Case Study 2- Parallel Breadth-First Search Using OpenMP PARALLEL PROGRAM DEVELOPMENT Case Study 2- Parallel Breadth-First Search Using OpenMP

Breadth-first search (BFS) is a common algorithm that you've almost certainly seen in a prior algorithms class. In this problem, you'll explore the challenges of parallelizing BFS on modern parallel machines. Please familiarize yourself with the function bfs_top_down() in bfs.cpp, which contains a sequential implementation of BFS. The code uses BFS to compute the distance to vertex 0 for all vertices in the graph. You may wish to familiarize yourself with the graph structure defined in graph.h as well as the simple array data structure vertex_set which is an array of vertices used to represent the current frontier of BFS.

Step 1 Please parallelize the top-down BFS. You'll need to focus on identifying parallelism, as well as inserting the appropriate synchronization to ensure correctness. We'll point out up front that you should not expect to achieve near-perfect speedups on this problem (we'll leave it to you to think about why!). A good solution in step 1 will perform approximately three times faster than the sequential starter code when using 12 threads on the six-core (but hyper-threaded) GHC machines when run on the larger random graphs.

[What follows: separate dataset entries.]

//! Owned element tree over `roxmltree`.
//!
//! The importer walks documents in slices across many calls, so it cannot
//! hold a borrowed `roxmltree::Document`. Parsing copies the element
//! structure into [`Element`] values: tag name, attributes in document
//! order and the 1-based source line. Text and comments are dropped.

use roxmltree::{Document as XmlDocument, Node, ParsingOptions};

use crate::errors::{ImportError, Result};

/// One XML element.
#[derive(Clone, Debug, PartialEq, Eq)]
pub struct Element {
    /// Tag name without namespace prefix.
    pub name: String,
    /// Attributes in document order, names as written.
    pub attributes: Vec<(String, String)>,
    /// 1-based line of the start tag.
    pub line: u32,
    /// Child elements.
    pub children: Vec<Element>,
}

impl Element {
    /// Case-insensitive attribute lookup.
    pub fn attr(&self, name: &str) -> Option<&str> {
        self.attributes
            .iter()
            .find(|(k, _)| k.eq_ignore_ascii_case(name))
            .map(|(_, v)| v.as_str())
    }

    /// Child elements whose tag matches `name`, case-insensitively.
    pub fn children_named<'a>(&'a self, name: &'a str) -> impl Iterator<Item = &'a Element> {
        self.children
            .iter()
            .filter(move |c| c.name.eq_ignore_ascii_case(name))
    }

    /// Whether the tag matches `name`, case-insensitively.
    pub fn is(&self, name: &str) -> bool {
        self.name.eq_ignore_ascii_case(name)
    }
}

/// A parsed document.
#[derive(Clone, Debug, PartialEq, Eq)]
pub struct Document {
    /// Path of the document inside the archive.
    pub name: String,
    /// Root element.
    pub root: Element,
}

fn convert(doc: &XmlDocument<'_>, node: Node<'_, '_>) -> Element {
    Element {
        name: node.tag_name().name().to_owned(),
        attributes: node
            .attributes()
            .map(|a| (a.name().to_owned(), a.value().to_owned()))
            .collect(),
        line: doc.text_pos_at(node.range().start).row,
        children: node
            .children()
            .filter(Node::is_element)
            .map(|c| convert(doc, c))
            .collect(),
    }
}

/// Parse a document. A UTF-8 BOM is skipped and invalid UTF-8 is replaced.
pub fn parse_document(name: &str, bytes: &[u8]) -> Result<Document> {
    let bytes = bytes.strip_prefix(&[0xEF, 0xBB, 0xBF]).unwrap_or(bytes);
    let text = String::from_utf8_lossy(bytes);
    let options = ParsingOptions {
        allow_dtd: true,
        ..ParsingOptions::default()
    };
    let doc = XmlDocument::parse_with_options(&text, options).map_err(|e| ImportError::Xml {
        document: name.to_owned(),
        message: e.to_string(),
    })?;
    Ok(Document {
        name: name.to_owned(),
        root: convert(&doc, doc.root_element()),
    })
}

// ─────────────────────────────────────────────────────────────────────────────
// Tests
// ─────────────────────────────────────────────────────────────────────────────
//! Incremental render synchronization.
//!
//! [`SyncEngine`] keeps the render collections consistent with the pack
//! stores, the user's category overrides and the current map. It never
//! rebuilds everything on a toggle: an incremental reload dematerializes the
//! categories that turned inactive and materializes the ones that turned
//! active. A full reload (map or shard change) clears and rescans.
//!
//! Reloads run as a [`ReloadTask`] driven by [`SyncEngine::poll_reload`].
//! Each step does one bounded slice (a few categories' markers, or a few
//! trails of one category) and leaves the materialized set, the render
//! collections, the proximity lists and the trigger list consistent with
//! each other. A reload requested while one runs is queued, full winning
//! over incremental.

use std::collections::{BTreeMap, BTreeSet, HashSet, VecDeque};
use std::path::Path;

use chrono::{DateTime, Utc};
use serde::{Deserialize, Serialize};
use tracing::{debug, error, info, instrument, warn};
use waymark_core::{Behavior, CategoryKey, PrimitiveTag, Vec3};
use waymark_settings::WaymarkSettings;
use waymark_store::{PackStore, PropOwner, StateStore};

use crate::effective::{BehaviorCode, MarkerView, TrailView, merge};
use crate::errors::{EngineError, Result};
use crate::proximity::ProximityIndex;
use crate::render::{Layer, Polyline, RenderCollections, RenderSink, Sprite};
use crate::resolver::ActiveResolver;
use crate::segments::split_segments;
use crate::telemetry::TelemetrySnapshot;
use crate::trigger::is_consumed;

// ─────────────────────────────────────────────────────────────────────────────
// Configuration
// ─────────────────────────────────────────────────────────────────────────────

/// Engine tuning, taken from [`WaymarkSettings`].
#[derive(Clone, Debug, PartialEq)]
pub struct SyncConfig {
    /// Categories whose markers are materialized per reload step.
    pub categories_per_slice: usize,
    /// Trails drawn per reload step.
    pub trails_per_slice: usize,
    /// Trigger radius for markers without `triggerrange`.
    pub default_trigger_range: f32,
    /// Whether [`TriggerEngine::tick`](crate::TriggerEngine::tick) consumes.
    pub triggers_enabled: bool,
    /// Texture used when an icon or trail texture is unavailable.
    pub placeholder_texture: String,
    /// Whether markers and trails are mirrored onto the map layer.
    pub map_mirroring: bool,
    /// Base sprite size.
    pub marker_size: f32,
    /// Base trail width.
    pub trail_size: f32,
}

impl SyncConfig {
    /// Extract the engine's settings.
    pub fn from_settings(settings: &WaymarkSettings) -> Self {
        Self {
            categories_per_slice: settings.sync.categories_per_slice.max(1),
            trails_per_slice: settings.sync.trails_per_slice.max(1),
            default_trigger_range: settings.trigger.default_range,
            triggers_enabled: settings.trigger.enabled,
            placeholder_texture: settings.render.placeholder_texture.clone(),
            map_mirroring: settings.render.map_mirroring,
            marker_size: settings.render.marker_size,
            trail_size: settings.render.trail_size,
        }
    }
}

impl Default for SyncConfig {
    fn default() -> Self {
        Self::from_settings(&WaymarkSettings::default())
    }
}

/// A live GUID marker that can be consumed by proximity.
#[derive(Clone, Debug, PartialEq)]
pub struct TriggerCandidate {
    /// Marker tag.
    pub tag: PrimitiveTag,
    /// Marker GUID.
    pub guid: String,
    /// Consumption behavior.
    pub behavior: Behavior,
    /// World position.
    pub position: Vec3,
    /// Squared trigger radius.
    pub radius_sq: f32,
}

// ─────────────────────────────────────────────────────────────────────────────
// Reload task
// ─────────────────────────────────────────────────────────────────────────────

/// Kind of reload.
#[derive(Clone, Copy, Debug, PartialEq, Eq, Serialize, Deserialize)]
#[serde(rename_all = "snake_case")]
pub enum ReloadKind {
    /// Clear everything and rescan.
    Full,
    /// Diff against the materialized set.
    Incremental,
}

impl ReloadKind {
    /// The stronger of two queued requests.
    pub fn merge(self, other: Self) -> Self {
        if self == Self::Full || other == Self::Full {
            Self::Full
        } else {
            Self::Incremental
        }
    }
}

Step 2 If you take a look at the step-by-step results of the top-down BFS, you'll notice that the frontier grows quite large in some steps (sometimes growing to contain a large fraction of the entire graph). This is particularly true in the rmat graphs. Think about why this behavior might cause a performance problem in the top-down BFS implementation from step 1. It suggests an alternative implementation of a breadth-first search step that may be more efficient in these situations. Instead of iterating over all vertices in the frontier and marking all vertices adjacent to the frontier, it is possible to implement BFS by having each vertex check whether it should be added to the frontier! Basic pseudocode for the algorithm is as follows: for each vertex v in graph: if v has not been visited AND v shares an incoming edge with a vertex on the frontier: add vertex v to frontier;

Step 3 Now that you have implemented both top-down and bottom-up parallel BFS implementations, combine the techniques to form a new hybrid algorithm that performs a faster parallel BFS than either of the two techniques alone. This hybrid approach is called a "Direction Optimization BFS".